F1 Score Calculator for Python Metrics

Calculator Inputs

Input mode

Model name

Positive label

True positives

False positives

False negatives

True negatives

Average method

Beta

Decision threshold

Decimal places

True labels

Predicted labels

Report notes

Formula Used

Precision equals true positives divided by predicted positives. Recall equals true positives divided by real positives. F1 is the harmonic mean of precision and recall.

Precision = TP / (TP + FP)

Recall = TP / (TP + FN)

F1 = 2 × Precision × Recall / (Precision + Recall)

F beta = (1 + beta²) × Precision × Recall / ((beta² × Precision) + Recall)

How to Use This Calculator

Choose confusion matrix counts when you already know TP, FP, FN, and TN.
Choose labels when you want the tool to compare true and predicted values.
Enter the positive label for binary scoring.
Select micro, macro, or weighted average for multiclass review.
Press Calculate to show the result above the form.
Use CSV or PDF to save the report.

Python Check Snippet

tp, fp, fn = 82, 9, 14
precision = tp / (tp + fp) if (tp + fp) else 0
recall = tp / (tp + fn) if (tp + fn) else 0
f1 = 2 * precision * recall / (precision + recall) if (precision + recall) else 0
print(round(f1, 4))

Example Data Table

Case	True Label	Predicted Label	Outcome for Positive Class 1
1	1	1	True positive
2	1	0	False negative
3	0	1	False positive
4	0	0	True negative
5	1	1	True positive

F1 Score Calculator for Python Model Review

An F1 score helps you inspect a classifier with one balanced number.

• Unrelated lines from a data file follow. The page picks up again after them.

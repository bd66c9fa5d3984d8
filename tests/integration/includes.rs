//! Include graphs built in temporary directories.

use yamladapt::core::AdaptError;
use yamladapt::test_utils::{DocumentTree, init_test_logging};

#[test]
fn test_nested_directories_and_relative_paths() {
    init_test_logging(None);
    let tree = DocumentTree::new(&[
        ("app/main.yaml", "include:\n  - ../shared/common.yaml\n  - path: [conf.d]\nname: app\n"),
        ("shared/common.yaml", "include: [defaults/limits.yml]\nlimits: {memory: 512}\n"),
        ("shared/defaults/limits.yml", "limits: {cpu: 1}\n"),
        ("app/conf.d/10-http.yaml", "listeners: [http]\n"),
        ("app/conf.d/20-tls/cert.yaml", "listeners: [https]\ntls: {enabled: true}\n"),
        ("app/conf.d/30-notes.txt", "listeners: [ignored]\n"),
    ]);

    let json = tree.adapt("app/main.yaml", &[]).unwrap();
    assert_eq!(
        json,
        serde_json::json!({
            "name": "app",
            "limits": {"memory": 512, "cpu": 1},
            "listeners": ["http", "https"],
            "tls": {"enabled": true},
        })
    );
}

#[test]
fn test_included_extension_fields_are_bound() {
    let tree = DocumentTree::new(&[
        ("main.yaml", "include: [vars.yaml]\nurl: \"https://#{ $host }:#{ $port }\"\n"),
        ("vars.yaml", "x-host: \"#{ $HOST }\"\nx-port: 8443\n"),
    ]);

    let json = tree.adapt("main.yaml", &["HOST=example.com"]).unwrap();
    assert_eq!(json, serde_json::json!({"url": "https://example.com:8443"}));
}

#[test]
fn test_three_file_cycle_reports_chain() {
    let tree = DocumentTree::new(&[
        ("a.yaml", "include: [b.yaml]\n"),
        ("b.yaml", "include: [sub/c.yaml]\n"),
        ("sub/c.yaml", "include: [../a.yaml]\n"),
    ]);

    let err = tree.adapt("a.yaml", &[]).unwrap_err();
    match err.root_cause() {
        AdaptError::CircularInclude {
            path,
            chain,
        } => {
            assert!(path.ends_with("a.yaml"));
            let names: Vec<_> =
                chain.iter().map(|p| p.file_name().unwrap().to_string_lossy().into_owned()).collect();
            assert_eq!(names, vec!["a.yaml", "b.yaml", "c.yaml"]);
        }
        other => panic!("expected a circular include, got {other}"),
    }
}

#[test]
fn test_shared_include_in_sibling_branches() {
    let tree = DocumentTree::new(&[
        ("main.yaml", "include: [web.yaml, api.yaml]\n"),
        ("web.yaml", "include: [tags.yaml]\nweb: true\n"),
        ("api.yaml", "include: [tags.yaml]\napi: true\n"),
        ("tags.yaml", "tags: [shared]\n"),
    ]);

    let json = tree.adapt("main.yaml", &[]).unwrap();
    assert_eq!(json, serde_json::json!({"web": true, "api": true, "tags": ["shared", "shared"]}));
}

#[test]
fn test_conflicting_scalars_name_the_key_path() {
    let tree = DocumentTree::new(&[
        ("main.yaml", "include: [other.yaml]\nserver:\n  port: 80\n"),
        ("other.yaml", "server:\n  port: 443\n"),
    ]);

    let err = tree.adapt("main.yaml", &[]).unwrap_err();
    assert!(err.to_string().starts_with("failed to merge include"));
    match err.root_cause() {
        AdaptError::MergeConflict {
            key,
            ..
        } => assert_eq!(key, "server.port"),
        other => panic!("expected a merge conflict, got {other}"),
    }
}

#[test]
fn test_kind_mismatch_is_a_conflict() {
    let tree = DocumentTree::new(&[
        ("main.yaml", "include: [other.yaml]\nroutes: []\n"),
        ("other.yaml", "routes: {main: /}\n"),
    ]);

    let err = tree.adapt("main.yaml", &[]).unwrap_err();
    assert!(matches!(err.root_cause(), AdaptError::MergeConflict { .. }));
}

#[test]
fn test_malformed_directives() {
    let cases = [
        ("include: base.yaml\n", "include must be a list, got string"),
        ("include: [{file: base.yaml}]\n", "include[0] missing required 'path' field"),
        ("include: [{path: 3}]\n", "include[0].path must be a string or list of strings, got number"),
    ];

    for (body, message) in cases {
        let tree = DocumentTree::new(&[("main.yaml", body), ("base.yaml", "a: 1\n")]);
        let err = tree.adapt("main.yaml", &[]).unwrap_err();
        assert!(matches!(err, AdaptError::IncludeFormat { .. }), "{body}");
        assert_eq!(err.to_string(), message);
    }
}

#[test]
fn test_null_include_is_empty() {
    let tree = DocumentTree::new(&[("main.yaml", "include:\nname: app\n")]);
    assert_eq!(tree.adapt("main.yaml", &[]).unwrap(), serde_json::json!({"name": "app"}));
}

#[test]
fn test_missing_include_names_the_path() {
    let tree = DocumentTree::new(&[("main.yaml", "include: [nowhere.yaml]\n")]);
    let err = tree.adapt("main.yaml", &[]).unwrap_err();
    assert!(matches!(err, AdaptError::Io { .. }));
    assert!(err.to_string().contains("nowhere.yaml"));
}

It joins precision and recall into a harmonic mean. This is useful when accuracy hides important mistakes. A model can look accurate when the dataset has many easy negative cases. F1 focuses on the positive class, or on every class when averages are used.

Why F1 matters

Precision answers a direct question. Of the items predicted positive, how many were correct? Recall asks another question. Of the real positives, how many did the model find? F1 rewards models that keep both values strong. A high precision with weak recall can still produce a modest F1 score. A high recall with weak precision can do the same.

Working with counts

The binary count method uses true positives, false positives, false negatives, and true negatives. These values form a confusion matrix. The calculator checks each value, prevents invalid totals, and shows related measures. These include accuracy, specificity, error rate, and balanced accuracy. You can also enter beta to build a general F score. Beta above one gives more weight to recall. Beta below one gives more weight to precision.

Working with labels

You can paste true labels and predicted labels from Python output. Use comma separated values. The tool creates class level counts for each label. It then reports precision, recall, F1, and support. Micro average counts all decisions together. Macro average treats every class equally. Weighted average respects class support. These options match common model review needs.

Using the result

Do not judge a model by F1 alone. Compare it with business risk, class balance, and data quality. For fraud, recall may matter more. For spam filtering, precision may matter more. Check the class table before choosing a model. Look for weak classes and uneven support.

Downloads

The CSV file is useful for spreadsheets. The PDF file is useful for records. Both exports include the inputs and calculated values. Keep them with training notes. They make model comparisons easier.

Best practice

Use the same validation split for each comparison. Record the threshold used for predicted classes. Small threshold changes can shift precision and recall. Save each run, then compare scores with care.

FAQs

What is an F1 score?

F1 score is the harmonic mean of precision and recall. It helps judge classification quality when false positives and false negatives both matter.

When should I use F1 instead of accuracy?

Use F1 when classes are imbalanced or positive cases are important. Accuracy can look high when a model mostly predicts the larger class.

What is precision?

Precision shows how many predicted positives were actually positive. It is useful when false alarms are expensive or harmful.

What is recall?

Recall shows how many real positives were found. It is useful when missing a positive case creates risk or cost.

What does beta mean?

Beta changes the balance between precision and recall. Beta one gives the normal F1 score. Higher beta favors recall. Lower beta favors precision.

What is macro average?

Macro average calculates each class score, then averages them equally. It gives small classes the same weight as large classes.

What is weighted average?

Weighted average calculates each class score, then weights it by class support. Larger classes influence the final value more.

Can I export the result?

Yes. Use the CSV button for spreadsheet work. Use the PDF button for a simple saved report with inputs and metrics.